No. Public access is limited to the first Saturday of each month from April through October, and only for those who have received official approval. Walk-ins are not permitted.
Can I bring my children to the tour?
Yes, children are welcome, but all visitorsregardless of agemust be included in the access request form. Children under 12 must be accompanied by an adult at all times. The path is uneven and unsuitable for strollers.
Are there guided tours in Spanish or other languages?
Currently, all guided tours are conducted in English. However, the Trust can provide translated versions of the Visitor Handbook upon request. If you require interpretation services, indicate this in your application, and they will make arrangements if possible.
Can I take photos with a drone?
Drone use is strictly regulated. Only researchers with FAA Part 107 certification and prior written approval from the Trust may operate drones. Commercial drone use is prohibited.
What happens if I find an artifact during my visit?
Do not touch or remove it. Note its location with GPS coordinates (if possible) and inform your guide immediately. All artifacts are documented and preserved under state archaeological law. Removing items is a felony.
Is the site wheelchair accessible?
No. The trail is unpaved and steep in sections. The ruins are not structurally safe for wheelchairs. The Trust is exploring accessibility improvements but has no timeline for implementation.
Can I donate items I think might be from the camp?
Yes. The Trust accepts donations of artifacts, photographs, or documents related to the camp. Contact them directly via their website to arrange a review. Do not send items unsolicited. All donations are evaluated by their curatorial team.
Why isnt there a visitor center or museum on-site?
The Trust deliberately chose to preserve the site as a ruin, not a reconstructed museum. Their philosophy is that authenticity holds more educational value than recreation. A visitor center would require excavation and construction, which could damage the archaeological record.
How can I support the Sturtevant Heritage Trust?

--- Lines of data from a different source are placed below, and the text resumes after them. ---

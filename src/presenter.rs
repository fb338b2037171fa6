//! Text rendering of canonical records, errors, and assistant replies.
//!
//! Rendering is deterministic and field-complete: every canonical field of
//! every patient appears, in a fixed order, behind a fixed icon+label
//! prefix — defaults included. Values render verbatim, so a caller can
//! grep the labels back out of the text and recover exactly what went in.
//! All output is plain text; any markup is the caller's concern.

use crate::directory::DirectoryError;
use crate::fields::CanonicalPatient;
use crate::tools::ToolSpec;

/// Rendered when a list field resolved to the empty list.
const NONE_REPORTED: &str = "None reported";

/// Message for an empty result set — an answer, not a failure.
pub const NO_RESULTS: &str = "No patients found matching the specified criteria.";

// ═══════════════════════════════════════════
// Patient sets
// ═══════════════════════════════════════════

/// Render a patient set as a readable block.
///
/// Field lines keep a stable `icon Label: value` shape; the labels are the
/// contract, the icons are garnish.
pub fn render_patients(patients: &[CanonicalPatient]) -> String {
    if patients.is_empty() {
        return NO_RESULTS.to_string();
    }

    let mut lines = vec![format!("Found {} patient(s):", patients.len()), String::new()];

    for (index, patient) in patients.iter().enumerate() {
        lines.push(format!("📋 Patient #{}", index + 1));
        lines.push(format!("   👤 Name: {}", patient.name));
        lines.push(format!("   🆔 ID: {}", patient.id));
        lines.push(format!("   🎂 Age: {}", patient.age));
        lines.push(format!("   🏥 Diagnosis: {}", patient.diagnosis));
        lines.push(format!("   💊 Medications: {}", render_list(&patient.medications)));
        lines.push(format!("   ⚠️ Allergies: {}", render_list(&patient.allergies)));
        lines.push(format!("   📅 Last Updated: {}", patient.last_updated));
        lines.push(format!("   🏢 Department: {}", patient.department));
        lines.push(format!("   📊 Status: {}", patient.status));
        lines.push(format!("   📆 Admitted: {}", patient.admitted));
        lines.push(String::new());
    }

    lines.join("\n")
}

fn render_list(items: &[String]) -> String {
    if items.is_empty() {
        NONE_REPORTED.to_string()
    } else {
        items.join(", ")
    }
}

// ═══════════════════════════════════════════
// Errors
// ═══════════════════════════════════════════

/// Render an upstream failure as a stable, user-readable message.
///
/// The raw failure detail stays in the logs; users get one sentence per
/// failure kind.
pub fn render_error(err: &DirectoryError) -> String {
    match err {
        DirectoryError::Unreachable(_) => {
            "❌ The patient directory is unreachable right now. Please try again in a moment."
                .to_string()
        }
        DirectoryError::Status { code } => format!(
            "❌ The patient directory rejected the request (status {code})."
        ),
        DirectoryError::Malformed(_) => {
            "❌ The patient directory returned a response I couldn't read.".to_string()
        }
    }
}

// ═══════════════════════════════════════════
// Conversational replies
// ═══════════════════════════════════════════

/// Render the tool catalog.
pub fn render_tool_catalog(catalog: &[ToolSpec]) -> String {
    let mut lines = vec!["🧰 Available tools:".to_string()];
    for tool in catalog {
        lines.push(format!("  • {} — {}", tool.name, tool.description));
        for arg in tool.args {
            let requirement = if arg.required { "required" } else { "optional" };
            lines.push(format!(
                "      {} ({}, {}): {}",
                arg.name, arg.kind, requirement, arg.description
            ));
        }
    }
    lines.join("\n")
}

/// Render the help text.
pub fn render_help() -> String {
    [
        "I can look up patients in the directory for you. Try:",
        "  • \"show me all patients\"",
        "  • \"find patients named Smith\"",
        "  • \"find patients named Smith limit 5\"",
        "  • \"list tools\" to see what I can call",
        "Say \"hello\" any time, or ask for \"help\" to see this again.",
    ]
    .join("\n")
}

/// Render a greeting, personalised when a name was offered.
pub fn render_greeting(name: Option<&str>) -> String {
    match name {
        Some(name) => format!(
            "👋 Hello, {name}! Ask me about patients — for example \"find patients named Smith\"."
        ),
        None => "👋 Hello! Ask me about patients — for example \"find patients named Smith\"."
            .to_string(),
    }
}

/// Canned reply for an utterance no rule recognized.
pub fn render_fallback() -> String {
    "I didn't understand that. Ask me about patients (for example \"find patients named \
     Smith\"), or say \"help\" to see what I can do."
        .to_string()
}
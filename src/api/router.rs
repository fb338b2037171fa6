//! Chat API router.
//!
//! Returns a composable `Router` that can be mounted on any axum server.
//! REST routes are nested under `/api/`; the WebSocket upgrade lives at
//! `/ws/connect`. CORS is wide open — the front end is served from
//! wherever, and nothing here relies on ambient browser credentials.

use std::sync::Arc;

use axum::routing::{get, post};
use axum::Router;
use tower_http::cors::CorsLayer;

use crate::api::endpoints;
use crate::api::types::ApiContext;
use crate::api::websocket;
use crate::assistant::Assistant;

/// Build the chat API router around one shared assistant.
pub fn api_router(assistant: Arc<Assistant>) -> Router {
    let ctx = ApiContext::new(assistant);

    let api = Router::new()
        .route("/health", get(endpoints::status::health))
        .route("/status", get(endpoints::status::status))
        .route("/chat", post(endpoints::chat::send))
        .route("/clear-chat", post(endpoints::chat::clear))
        .route("/tools", get(endpoints::tools::catalog))
        .route("/tools/call", post(endpoints::tools::call))
        .with_state(ctx.clone());

    let ws = Router::new()
        .route("/ws/connect", get(websocket::ws_upgrade))
        .with_state(ctx);

    Router::new()
        .nest("/api", api)
        .merge(ws)
        .layer(CorsLayer::permissive())
}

You can donate through their website, volunteer for trail maintenance or archival work, or write to your state representatives to advocate for historic preservation funding. Membership is also available for $50/year and includes access to exclusive research materials.
Is the site haunted or dangerous?
No. The site is not haunted. It is an abandoned industrial site with potential structural hazards, such as unstable foundations and exposed rebar. These are physical risks, not supernatural. The Trust prioritizes safety and provides clear guidelines to minimize risk.
Conclusion
Touring the Sturtevant Camp is not a typical day out. It is not a selfie spot, a picnic destination, or a place for casual curiosity. It is a quiet, deliberate encounter with the physical remnants of a forgotten chapter in American labor history. To visit is to bear witnessto see how people lived, worked, and built community under conditions we can barely imagine today.
This guide has provided you with the practical steps to gain access, the ethical framework to engage respectfully, the tools to document meaningfully, and the context to understand deeply. But the true value of your visit lies not in what you see, but in what you carry forward. Will you share the stories of the workers who lived here? Will you challenge the myth that industrial progress was inevitable, impersonal, and devoid of human cost? Will you advocate for the preservation of other overlooked sites before they vanish beneath concrete and neglect?
The Sturtevant Camp enduresnot because it was grand, but because it was real. And in a world that increasingly values spectacle over substance, the quiet truth of this place is more important than ever.
Go with intention. Leave with responsibility. And remember: history is not preserved in monuments alone. It is preserved in those who choose to look, listen, and remember.